Task to complete: What you hand back must match the listing exactly.

Data provided:
######
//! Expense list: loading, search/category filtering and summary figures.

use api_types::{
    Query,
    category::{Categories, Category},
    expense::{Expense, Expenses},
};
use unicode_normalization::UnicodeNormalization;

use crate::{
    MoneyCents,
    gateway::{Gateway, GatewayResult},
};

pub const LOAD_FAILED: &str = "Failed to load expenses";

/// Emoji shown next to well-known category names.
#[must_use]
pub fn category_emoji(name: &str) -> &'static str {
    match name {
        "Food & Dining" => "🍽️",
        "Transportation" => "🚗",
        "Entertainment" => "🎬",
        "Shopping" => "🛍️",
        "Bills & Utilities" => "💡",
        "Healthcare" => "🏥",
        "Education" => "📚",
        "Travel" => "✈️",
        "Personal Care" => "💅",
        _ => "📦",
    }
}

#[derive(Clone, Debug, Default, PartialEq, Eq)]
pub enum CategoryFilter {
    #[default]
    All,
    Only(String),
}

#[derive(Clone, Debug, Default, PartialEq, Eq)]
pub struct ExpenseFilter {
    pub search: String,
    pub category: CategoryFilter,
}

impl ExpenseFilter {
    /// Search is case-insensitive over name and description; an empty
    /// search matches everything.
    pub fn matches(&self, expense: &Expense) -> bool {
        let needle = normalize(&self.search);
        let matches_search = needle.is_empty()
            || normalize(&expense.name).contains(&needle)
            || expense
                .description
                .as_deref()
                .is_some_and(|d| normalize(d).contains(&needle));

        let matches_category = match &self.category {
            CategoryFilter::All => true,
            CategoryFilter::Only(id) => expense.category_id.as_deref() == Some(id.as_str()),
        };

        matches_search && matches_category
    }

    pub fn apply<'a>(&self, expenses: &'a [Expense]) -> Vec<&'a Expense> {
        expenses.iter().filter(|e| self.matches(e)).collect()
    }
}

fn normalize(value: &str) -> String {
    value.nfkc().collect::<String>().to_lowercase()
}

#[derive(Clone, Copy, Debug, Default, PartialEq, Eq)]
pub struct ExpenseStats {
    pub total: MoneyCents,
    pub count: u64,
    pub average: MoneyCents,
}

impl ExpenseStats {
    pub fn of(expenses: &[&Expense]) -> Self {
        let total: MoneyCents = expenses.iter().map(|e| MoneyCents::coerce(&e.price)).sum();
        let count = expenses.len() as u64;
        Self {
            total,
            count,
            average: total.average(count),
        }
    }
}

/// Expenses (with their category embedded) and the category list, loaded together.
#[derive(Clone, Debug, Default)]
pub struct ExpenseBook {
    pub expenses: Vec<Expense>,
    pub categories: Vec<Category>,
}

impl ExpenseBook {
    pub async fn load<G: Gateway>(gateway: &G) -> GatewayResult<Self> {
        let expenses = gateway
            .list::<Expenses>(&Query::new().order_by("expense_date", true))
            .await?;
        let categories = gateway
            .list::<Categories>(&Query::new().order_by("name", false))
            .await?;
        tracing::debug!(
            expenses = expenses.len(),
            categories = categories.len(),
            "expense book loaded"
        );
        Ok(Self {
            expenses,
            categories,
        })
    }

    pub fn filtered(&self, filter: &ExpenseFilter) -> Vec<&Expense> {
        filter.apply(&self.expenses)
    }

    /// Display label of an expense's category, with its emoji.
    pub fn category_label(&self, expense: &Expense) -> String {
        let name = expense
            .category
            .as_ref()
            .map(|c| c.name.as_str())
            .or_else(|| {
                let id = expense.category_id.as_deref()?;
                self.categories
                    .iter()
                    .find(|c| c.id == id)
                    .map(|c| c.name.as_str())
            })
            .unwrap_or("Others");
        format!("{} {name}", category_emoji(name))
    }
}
######
Response to the task:
//! Expense list: loading, search/category filtering and summary figures.

use api_types::{
    Query,
    category::{Categories, Category},
    expense::{Expense, Expenses},
};
use unicode_normalization::UnicodeNormalization;

use crate::{
    MoneyCents,
    gateway::{Gateway, GatewayResult},
};

pub const LOAD_FAILED: &str = "Failed to load expenses";

/// Emoji shown next to well-known category names.
#[must_use]
pub fn category_emoji(name: &str) -> &'static str {
    match name {
        "Food & Dining" => "🍽️",
        "Transportation" => "🚗",
        "Entertainment" => "🎬",
        "Shopping" => "🛍️",
        "Bills & Utilities" => "💡",
        "Healthcare" => "🏥",
        "Education" => "📚",
        "Travel" => "✈️",
        "Personal Care" => "💅",
        _ => "📦",
    }
}

#[derive(Clone, Debug, Default, PartialEq, Eq)]
pub enum CategoryFilter {
    #[default]
    All,
    Only(String),
}

#[derive(Clone, Debug, Default, PartialEq, Eq)]
pub struct ExpenseFilter {
    pub search: String,
    pub category: CategoryFilter,
}

impl ExpenseFilter {
    /// Search is case-insensitive over name and description; an empty
    /// search matches everything.
    pub fn matches(&self, expense: &Expense) -> bool {
        let needle = normalize(&self.search);
        let matches_search = needle.is_empty()
            || normalize(&expense.name).contains(&needle)
            || expense
                .description
                .as_deref()
                .is_some_and(|d| normalize(d).contains(&needle));

        let matches_category = match &self.category {
            CategoryFilter::All => true,
            CategoryFilter::Only(id) => expense.category_id.as_deref() == Some(id.as_str()),
        };

        matches_search && matches_category
    }

    pub fn apply<'a>(&self, expenses: &'a [Expense]) -> Vec<&'a Expense> {
        expenses.iter().filter(|e| self.matches(e)).collect()
    }
}

fn normalize(value: &str) -> String {
    value.nfkc().collect::<String>().to_lowercase()
}

#[derive(Clone, Copy, Debug, Default, PartialEq, Eq)]
pub struct ExpenseStats {
    pub total: MoneyCents,
    pub count: u64,
    pub average: MoneyCents,
}

impl ExpenseStats {
    pub fn of(expenses: &[&Expense]) -> Self {
        let total: MoneyCents = expenses.iter().map(|e| MoneyCents::coerce(&e.price)).sum();
        let count = expenses.len() as u64;
        Self {
            total,
            count,
            average: total.average(count),
        }
    }
}

/// Expenses (with their category embedded) and the category list, loaded together.
#[derive(Clone, Debug, Default)]
pub struct ExpenseBook {
    pub expenses: Vec<Expense>,
    pub categories: Vec<Category>,
}

impl ExpenseBook {
    pub async fn load<G: Gateway>(gateway: &G) -> GatewayResult<Self> {
        let expenses = gateway
            .list::<Expenses>(&Query::new().order_by("expense_date", true))
            .await?;
        let categories = gateway
            .list::<Categories>(&Query::new().order_by("name", false))
            .await?;
        tracing::debug!(
            expenses = expenses.len(),
            categories = categories.len(),
            "expense book loaded"
        );
        Ok(Self {
            expenses,
            categories,
        })
    }

    pub fn filtered(&self, filter: &ExpenseFilter) -> Vec<&Expense> {
        filter.apply(&self.expenses)
    }

    /// Display label of an expense's category, with its emoji.
    pub fn category_label(&self, expense: &Expense) -> String {
        let name = expense
            .category
            .as_ref()
            .map(|c| c.name.as_str())
            .or_else(|| {
                let id = expense.category_id.as_deref()?;
                self.categories
                    .iter()
                    .find(|c| c.id == id)
                    .map(|c| c.name.as_str())
            })
            .unwrap_or("Others");
        format!("{} {name}", category_emoji(name))
    }
}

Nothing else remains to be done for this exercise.